*REQUIRED ACTION*.
"pub mod decoder;" appears in one line; retype that line and all lines following it through the end of the records, with nothing left out or added.

--- SUPPLIED INFORMATION ---

//! Settings error types.

use thiserror::Error;

/// Errors that can occur when loading or parsing settings.
#[derive(Debug, Error)]
pub enum SettingsError {
    /// Failed to read the settings file from disk.
    #[error("failed to read settings file: {0}")]
    Io(#[from] std::io::Error),
    /// Failed to parse JSON in the settings file.
    #[error("failed to parse settings JSON: {0}")]
    Json(#[from] serde_json::Error),
    /// A settings value was invalid (e.g., out of range).
    #[error("invalid settings value: {0}")]
    InvalidValue(String),
}

/// Result type for settings operations.
pub type Result<T> = std::result::Result<T, SettingsError>;

// ─────────────────────────────────────────────────────────────────────────────
// Tests
// ─────────────────────────────────────────────────────────────────────────────
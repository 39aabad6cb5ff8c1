//! # vigil-proto
//!
//! Wire-protocol framing codec for the Vigil monitoring agent.
//!
//! Every message on the wire is one frame:
//!
//! ```text
//! offset  size  field
//! 0       4     magic marker ("VGLP")
//! 4       1     protocol version
//! 5       8     payload length, unsigned, little-endian
//! 13      N     payload bytes (UTF-8 JSON, or raw bytes for large transfers)
//! ```
//!
//! This crate provides:
//!
//! - [`OutboundPayload`] / [`FileRegion`]: the payload kinds [`encode`] accepts
//! - [`encode`] / [`encode_file_region_header`]: outbound frame construction
//! - [`FrameDecoder`]: a resumable, per-connection decode state machine that
//!   cooperatively suspends when fed fewer bytes than a frame needs
//! - [`VigilCodec`]: a `tokio_util::codec` adapter for framed transports
//!
//! Decoding fails closed: a magic or version mismatch is reported before any
//! payload byte is buffered, and the transport is expected to tear the
//! connection down on such a fault.

#![deny(unsafe_code)]

pub mod codec;
pub mod decoder;
pub mod payload;

pub use codec::VigilCodec;
pub use decoder::FrameDecoder;
pub use payload::{FileRegion, OutboundPayload, encode, encode_file_region_header};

---

*ANSWER BOX*.
pub mod decoder;
pub mod payload;

pub use codec::VigilCodec;
pub use decoder::FrameDecoder;
pub use payload::{FileRegion, OutboundPayload, encode, encode_file_region_header};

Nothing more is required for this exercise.